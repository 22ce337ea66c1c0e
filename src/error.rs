//! Error types for the BiDi client.
//!
//! This module defines all error types used throughout the crate.
//!
//! # Usage
//!
//! All fallible operations return [`Result<T>`] which uses [`Error`]:
//!
//! ```ignore
//! use bidi_client::{Connection, Result};
//!
//! async fn example(connection: &Connection) -> Result<()> {
//!     let tree = connection.send("browsingContext.getTree", None, None).await?;
//!     println!("{tree}");
//!     Ok(())
//! }
//! ```
//!
//! # Error Categories
//!
//! | Category | Variants |
//! |----------|----------|
//! | Configuration | [`Error::Config`], [`Error::BinaryNotFound`] |
//! | Process | [`Error::ProcessLaunchFailed`] |
//! | Connection | [`Error::Connection`], [`Error::ConnectionTimeout`], [`Error::ConnectionClosed`] |
//! | Protocol | [`Error::Protocol`], [`Error::TooManyPending`] |
//! | Timeout | [`Error::RequestTimeout`], [`Error::BridgeTimeout`] |
//! | Bridge | [`Error::BridgeNotStarted`], [`Error::BridgeReentrant`] |
//! | External | [`Error::Io`], [`Error::Json`], [`Error::WebSocket`], [`Error::Url`] |
//!
//! A send-style call fails with exactly one of [`Error::Protocol`],
//! [`Error::RequestTimeout`] or [`Error::ConnectionClosed`], so callers can
//! tell "the server said no" from "the server never answered" from "the
//! connection is gone".

// ============================================================================
// Imports
// ============================================================================

use std::io::Error as IoError;
use std::path::PathBuf;
use std::result::Result as StdResult;

use thiserror::Error;
use tokio_tungstenite::tungstenite::Error as WsError;

use crate::identifiers::RequestId;

// ============================================================================
// Result Alias
// ============================================================================

/// Result type alias using crate [`enum@Error`].
///
/// All fallible operations in this crate return this type.
pub type Result<T> = StdResult<T, Error>;

// ============================================================================
// Error Enum
// ============================================================================

/// Main error type for the crate.
///
/// Each variant includes relevant context for debugging.
#[derive(Error, Debug)]
pub enum Error {
    // ========================================================================
    // Configuration Errors
    // ========================================================================
    /// Configuration error.
    ///
    /// Returned when launch or connection options are invalid.
    #[error("Configuration error: {message}")]
    Config {
        /// Description of the configuration error.
        message: String,
    },

    /// Automation binary not found at path.
    #[error("Binary not found at: {path}")]
    BinaryNotFound {
        /// Path where the binary was expected.
        path: PathBuf,
    },

    // ========================================================================
    // Process Errors
    // ========================================================================
    /// Failed to launch the automation binary.
    ///
    /// Returned when the process cannot be spawned or exits before
    /// signalling readiness.
    #[error("Failed to launch binary: {message}")]
    ProcessLaunchFailed {
        /// Description of the launch failure.
        message: String,
    },

    // ========================================================================
    // Connection Errors
    // ========================================================================
    /// Transport connection failed.
    #[error("Connection failed: {message}")]
    Connection {
        /// Description of the connection error.
        message: String,
    },

    /// Timeout waiting for the remote end to become ready.
    #[error("Connection timeout after {timeout_ms}ms")]
    ConnectionTimeout {
        /// Milliseconds waited before timeout.
        timeout_ms: u64,
    },

    /// Connection closed while the request was outstanding, or before it
    /// could be sent.
    #[error("Connection closed")]
    ConnectionClosed,

    // ========================================================================
    // Protocol Errors
    // ========================================================================
    /// The remote end answered the request with an error response.
    #[error("{error}: {message}")]
    Protocol {
        /// Error kind reported by the remote end (e.g. `no such frame`).
        error: String,
        /// Human readable message.
        message: String,
    },

    /// Too many requests outstanding on one connection.
    #[error("Too many pending requests: {pending}/{max}")]
    TooManyPending {
        /// Requests currently pending.
        pending: usize,
        /// Configured limit.
        max: usize,
    },

    // ========================================================================
    // Timeout Errors
    // ========================================================================
    /// No response arrived before the caller's deadline.
    #[error("Command '{method}' (request {request_id}) timed out after {timeout_ms}ms")]
    RequestTimeout {
        /// The request ID that timed out.
        request_id: RequestId,
        /// Method of the request.
        method: String,
        /// Milliseconds waited before timeout.
        timeout_ms: u64,
    },

    /// A synchronous call did not complete on the background runtime in time.
    #[error(
        "Synchronous call did not complete within {timeout_ms}ms; \
         the background runtime may be stuck or the operation is taking too long"
    )]
    BridgeTimeout {
        /// Milliseconds waited before timeout.
        timeout_ms: u64,
    },

    // ========================================================================
    // Bridge Errors
    // ========================================================================
    /// The background runtime is not running, or stopped before the call
    /// completed.
    #[error("Background runtime is not running")]
    BridgeNotStarted,

    /// A blocking call was made from the background runtime's own thread.
    ///
    /// Blocking there would stall the dispatch loop that has to deliver the
    /// awaited response.
    #[error("Blocking call issued from the background runtime thread")]
    BridgeReentrant,

    // ========================================================================
    // External Errors
    // ========================================================================
    /// IO error.
    #[error("IO error: {0}")]
    Io(#[from] IoError),

    /// JSON serialization error.
    #[error("JSON error: {0}")]
    Json(#[from] serde_json::Error),

    /// WebSocket error.
    #[error("WebSocket error: {0}")]
    WebSocket(#[from] Box<WsError>),

    /// Invalid URL.
    #[error("Invalid URL: {0}")]
    Url(#[from] url::ParseError),
}

impl From<WsError> for Error {
    fn from(err: WsError) -> Self {
        Self::WebSocket(Box::new(err))
    }
}

// ============================================================================
// Error Constructors
// ============================================================================

impl Error {
    /// Creates a configuration error.
    #[inline]
    pub fn config(message: impl Into<String>) -> Self {
        Self::Config {
            message: message.into(),
        }
    }

    /// Creates a binary not found error.
    #[inline]
    pub fn binary_not_found(path: impl Into<PathBuf>) -> Self {
        Self::BinaryNotFound { path: path.into() }
    }

    /// Creates a process launch failed error.
    #[inline]
    pub fn process_launch_failed(message: impl Into<String>) -> Self {
        Self::ProcessLaunchFailed {
            message: message.into(),
        }
    }

    /// Creates a connection error.
    #[inline]
    pub fn connection(message: impl Into<String>) -> Self {
        Self::Connection {
            message: message.into(),
        }
    }

    /// Creates a connection timeout error.
    #[inline]
    pub fn connection_timeout(timeout_ms: u64) -> Self {
        Self::ConnectionTimeout { timeout_ms }
    }

    /// Creates a protocol error from the remote end's error kind and message.
    #[inline]
    pub fn protocol(error: impl Into<String>, message: impl Into<String>) -> Self {
        Self::Protocol {
            error: error.into(),
            message: message.into(),
        }
    }

    /// Creates a request timeout error.
    #[inline]
    pub fn request_timeout(
        request_id: RequestId,
        method: impl Into<String>,
        timeout_ms: u64,
    ) -> Self {
        Self::RequestTimeout {
            request_id,
            method: method.into(),
            timeout_ms,
        }
    }

    /// Creates a bridge timeout error.
    #[inline]
    pub fn bridge_timeout(timeout_ms: u64) -> Self {
        Self::BridgeTimeout { timeout_ms }
    }
}

// ============================================================================
// Error Predicates
// ============================================================================

impl Error {
    /// Returns `true` if this is a timeout error.
    #[inline]
    #[must_use]
    pub fn is_timeout(&self) -> bool {
        matches!(
            self,
            Self::ConnectionTimeout { .. } | Self::RequestTimeout { .. } | Self::BridgeTimeout { .. }
        )
    }

    /// Returns `true` if the request was rejected, by the remote end or by
    /// the local pending-request limit.
    #[inline]
    #[must_use]
    pub fn is_protocol_error(&self) -> bool {
        matches!(self, Self::Protocol { .. } | Self::TooManyPending { .. })
    }

    /// Returns `true` if this is a connection error.
    #[inline]
    #[must_use]
    pub fn is_connection_error(&self) -> bool {
        matches!(
            self,
            Self::Connection { .. }
                | Self::ConnectionTimeout { .. }
                | Self::ConnectionClosed
                | Self::WebSocket(_)
        )
    }

    /// Returns the remote error kind for protocol errors.
    #[inline]
    #[must_use]
    pub fn protocol_kind(&self) -> Option<&str> {
        match self {
            Self::Protocol { error, .. } => Some(error),
            _ => None,
        }
    }
}

// ============================================================================
// Tests
// ============================================================================

#[cfg(test)]
mod tests {
    use super::*;

    use std::io::ErrorKind;

    #[test]
    fn test_error_display() {
        let err = Error::connection("failed to connect");
        assert_eq!(err.to_string(), "Connection failed: failed to connect");
    }

    #[test]
    fn test_protocol_display() {
        let err = Error::protocol("no such frame", "Frame 7 does not exist");
        assert_eq!(err.to_string(), "no such frame: Frame 7 does not exist");
        assert_eq!(err.protocol_kind(), Some("no such frame"));
    }

    #[test]
    fn test_request_timeout_display() {
        let err = Error::request_timeout(RequestId::new(2), "ping", 50);
        assert_eq!(
            err.to_string(),
            "Command 'ping' (request 2) timed out after 50ms"
        );
    }

    #[test]
    fn test_is_timeout() {
        assert!(Error::request_timeout(RequestId::new(1), "x", 1).is_timeout());
        assert!(Error::bridge_timeout(10).is_timeout());
        assert!(Error::connection_timeout(10).is_timeout());
        assert!(!Error::ConnectionClosed.is_timeout());
        assert!(!Error::protocol("a", "b").is_timeout());
    }

    #[test]
    fn test_categories_are_disjoint() {
        let protocol = Error::protocol("unknown command", "nope");
        let timeout = Error::request_timeout(RequestId::new(3), "x", 1);
        let closed = Error::ConnectionClosed;

        assert!(protocol.is_protocol_error());
        assert!(!protocol.is_timeout() && !protocol.is_connection_error());

        assert!(timeout.is_timeout());
        assert!(!timeout.is_protocol_error() && !timeout.is_connection_error());

        assert!(closed.is_connection_error());
        assert!(!closed.is_protocol_error() && !closed.is_timeout());
    }

    #[test]
    fn test_config_error() {
        let err = Error::config("missing binary path");
        assert_eq!(err.to_string(), "Configuration error: missing binary path");
    }

    #[test]
    fn test_from_io_error() {
        let io_err = IoError::new(ErrorKind::NotFound, "file not found");
        let err: Error = io_err.into();
        assert!(matches!(err, Error::Io(_)));
    }

    #[test]
    fn test_from_json_error() {
        let json_err = serde_json::from_str::<String>("invalid").unwrap_err();
        let err: Error = json_err.into();
        assert!(matches!(err, Error::Json(_)));
    }

    #[test]
    fn test_from_ws_error() {
        let err: Error = WsError::ConnectionClosed.into();
        assert!(err.is_connection_error());
    }
}
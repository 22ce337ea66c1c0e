//! Wire protocol message types.
//!
//! This module defines the message format for communication between
//! the local end (Rust) and the remote end (automation binary).
//!
//! # Protocol Overview
//!
//! | Message Type | Direction | Shape |
//! |--------------|-----------|-------|
//! | `Request` | Local → Remote | `{"id", "method", "params"}` |
//! | `Response` | Remote → Local | `{"id", "result"}` or `{"id", "type": "error", "error", "message"}` |
//! | `Event` | Remote → Local | `{"method", "params"}` (no `id`) |
//!
//! # Command Naming
//!
//! Commands and events follow `module.methodName` format:
//!
//! - `browsingContext.navigate`
//! - `network.beforeRequestSent`
//! - `vibium:network.continue`
//!
//! # Modules
//!
//! | Module | Description |
//! |--------|-------------|
//! | `codec` | Encoding and tolerant decoding |
//! | `event` | Event type and typed parsing |
//! | `request` | Request and Response types |

// ============================================================================
// Submodules
// ============================================================================

/// Encoding and tolerant decoding of wire messages.
pub mod codec;

/// Event message types.
pub mod event;

/// Request and Response message types.
pub mod request;

// ============================================================================
// Re-exports
// ============================================================================

pub use codec::{InboundMessage, decode, encode};
pub use event::{Event, ParsedEvent, READY_METHOD};
pub use request::{Request, Response};
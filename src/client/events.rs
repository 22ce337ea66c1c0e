//! Event fan-out registry.
//!
//! Every decoded event is handed to every registered handler, once, in
//! registration order, on the dispatch loop's own task.
//!
//! # Handler contract
//!
//! Handlers run inline on the dispatch loop. They must not wait on anything
//! that needs the dispatch loop to make progress: awaiting (or blocking on)
//! a response from inside a handler deadlocks the connection, because the
//! loop that would deliver that response is the one running the handler.
//! Follow-up protocol work belongs on the connection's scheduler, see
//! [`Connection::spawn`](crate::Connection::spawn) and
//! [`Connection::send_detached`](crate::Connection::send_detached).
//!
//! A handler that panics is caught and logged; the remaining handlers still
//! run and the loop keeps going.
//!
//! # Buffered events
//!
//! Events that arrive before any handler exists are held in a backlog.
//! Registering a handler never runs it on the registering thread: it only
//! reports that a replay is due, and the owner of the dispatch task calls
//! [`EventRegistry::replay`] there. Until that happens new events keep
//! joining the backlog, so replayed events always precede live ones.
//!
//! Handlers registered with [`EventRegistry::on_live_event`] take no part in
//! this: they see live events as they arrive, even while a backlog is held,
//! and never receive buffered ones.

// ============================================================================
// Imports
// ============================================================================

use std::any::Any;
use std::fmt;
use std::panic::{AssertUnwindSafe, catch_unwind};
use std::sync::Arc;
use std::sync::atomic::{AtomicU64, Ordering};

use parking_lot::Mutex;
use tracing::{debug, trace, warn};

use crate::identifiers::HandlerId;
use crate::protocol::Event;

use super::replay::ReplayQueue;

// ============================================================================
// Types
// ============================================================================

/// Event handler callback type.
///
/// Called for each event received from the remote end.
pub type EventHandler = Arc<dyn Fn(&Event) + Send + Sync>;

/// Outcome of [`EventRegistry::on_event`].
#[derive(Debug, Clone, Copy, PartialEq, Eq)]
pub struct Registration {
    /// Removal key of the new handler.
    pub id: HandlerId,
    /// `true` if this registration made a replay due. The caller must get
    /// [`EventRegistry::replay`] run on the dispatch task.
    pub replay_due: bool,
}

/// Whether a handler receives buffered events.
#[derive(Debug, Clone, Copy, PartialEq, Eq)]
enum Delivery {
    Replayed,
    LiveOnly,
}

#[derive(Clone)]
struct Entry {
    id: HandlerId,
    handler: EventHandler,
    delivery: Delivery,
}

struct RegistryState {
    handlers: Vec<Entry>,
    /// Present until replayed on the dispatch task.
    backlog: Option<ReplayQueue>,
    /// A replay has been requested and not yet run.
    replay_due: bool,
}

// ============================================================================
// EventRegistry
// ============================================================================

/// Ordered list of event handlers.
///
/// Applies no filtering; owners filter by context themselves.
/// [`dispatch`](Self::dispatch) and [`replay`](Self::replay) are meant to be
/// called from a single task, the dispatch loop.
pub struct EventRegistry {
    next_id: AtomicU64,
    state: Mutex<RegistryState>,
}

impl fmt::Debug for EventRegistry {
    fn fmt(&self, f: &mut fmt::Formatter<'_>) -> fmt::Result {
        let state = self.state.lock();
        f.debug_struct("EventRegistry")
            .field("handlers", &state.handlers.len())
            .field("backlog", &state.backlog.as_ref().map(ReplayQueue::len))
            .field("replay_due", &state.replay_due)
            .finish()
    }
}

impl EventRegistry {
    /// Creates a registry that holds `backlog` (plus any event dispatched
    /// before a handler exists) until it is replayed.
    #[must_use]
    pub fn new(backlog: ReplayQueue) -> Self {
        Self {
            next_id: AtomicU64::new(1),
            state: Mutex::new(RegistryState {
                handlers: Vec::new(),
                backlog: Some(backlog),
                replay_due: false,
            }),
        }
    }

    /// Registers a handler that also receives buffered events.
    ///
    /// Never invokes the handler. If a backlog is held and no replay is
    /// pending yet, the returned [`Registration`] says a replay is due.
    pub fn on_event(&self, handler: EventHandler) -> Registration {
        let id = self.next_id();
        let mut state = self.state.lock();
        state.handlers.push(Entry {
            id,
            handler,
            delivery: Delivery::Replayed,
        });

        let replay_due = state.backlog.is_some() && !state.replay_due;
        if replay_due {
            state.replay_due = true;
        }

        trace!(handler = %id, replay_due, "Event handler registered");
        Registration { id, replay_due }
    }

    /// Registers a handler that only sees events dispatched from now on.
    ///
    /// It never consumes or receives buffered events, so handlers
    /// registered later with [`on_event`](Self::on_event) still get them.
    pub fn on_live_event(&self, handler: EventHandler) -> HandlerId {
        let id = self.next_id();
        self.state.lock().handlers.push(Entry {
            id,
            handler,
            delivery: Delivery::LiveOnly,
        });

        trace!(handler = %id, "Live event handler registered");
        id
    }

    /// Removes a handler.
    ///
    /// Returns `false` if it was not registered. Safe to call from inside a
    /// handler, including the handler being removed.
    pub fn remove(&self, id: HandlerId) -> bool {
        let mut state = self.state.lock();
        let before = state.handlers.len();
        state.handlers.retain(|entry| entry.id != id);
        let removed = state.handlers.len() != before;

        if removed {
            trace!(handler = %id, "Event handler removed");
        }
        removed
    }

    /// Delivers an event to every handler registered at the time of the call.
    ///
    /// While a backlog is held the event joins it instead, and only
    /// live-only handlers see it now.
    pub fn dispatch(&self, event: &Event) {
        let snapshot: Vec<Entry> = {
            let mut state = self.state.lock();
            let RegistryState {
                handlers, backlog, ..
            } = &mut *state;

            match backlog.as_mut() {
                Some(backlog) => {
                    trace!(method = %event.method, "Replay pending, buffering event");
                    backlog.push(event.clone());
                    handlers
                        .iter()
                        .filter(|entry| entry.delivery == Delivery::LiveOnly)
                        .cloned()
                        .collect()
                }
                None => handlers.clone(),
            }
        };

        for entry in &snapshot {
            invoke(entry.id, &entry.handler, event);
        }
    }

    /// Hands the backlog, in arrival order, to every handler that takes
    /// buffered events, then drops it.
    ///
    /// Keeps the backlog when no such handler is registered. Returns the
    /// number of events replayed.
    pub fn replay(&self) -> usize {
        let (backlog, snapshot) = {
            let mut state = self.state.lock();
            state.replay_due = false;

            let snapshot: Vec<Entry> = state
                .handlers
                .iter()
                .filter(|entry| entry.delivery == Delivery::Replayed)
                .cloned()
                .collect();
            if snapshot.is_empty() {
                return 0;
            }

            match state.backlog.take() {
                Some(backlog) => (backlog, snapshot),
                None => return 0,
            }
        };

        let count = backlog.len();
        if count > 0 {
            debug!(count, handlers = snapshot.len(), "Replaying buffered events");
        }
        for event in backlog.into_events() {
            for entry in &snapshot {
                invoke(entry.id, &entry.handler, &event);
            }
        }
        count
    }

    /// Number of registered handlers.
    #[inline]
    #[must_use]
    pub fn len(&self) -> usize {
        self.state.lock().handlers.len()
    }

    /// Returns `true` if no handler is registered.
    #[inline]
    #[must_use]
    pub fn is_empty(&self) -> bool {
        self.len() == 0
    }

    /// Number of events waiting to be replayed.
    #[inline]
    #[must_use]
    pub fn backlog_len(&self) -> usize {
        self.state
            .lock()
            .backlog
            .as_ref()
            .map_or(0, ReplayQueue::len)
    }

    fn next_id(&self) -> HandlerId {
        HandlerId::new(self.next_id.fetch_add(1, Ordering::Relaxed))
    }
}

*WHAT IS NEEDED*:
Your answer should be each line from the preceding material in which the word "usize" occurs.

*COMPLETED TASK*:
        pending: usize,
        max: usize,
    pub fn replay(&self) -> usize {
    pub fn len(&self) -> usize {
    pub fn backlog_len(&self) -> usize {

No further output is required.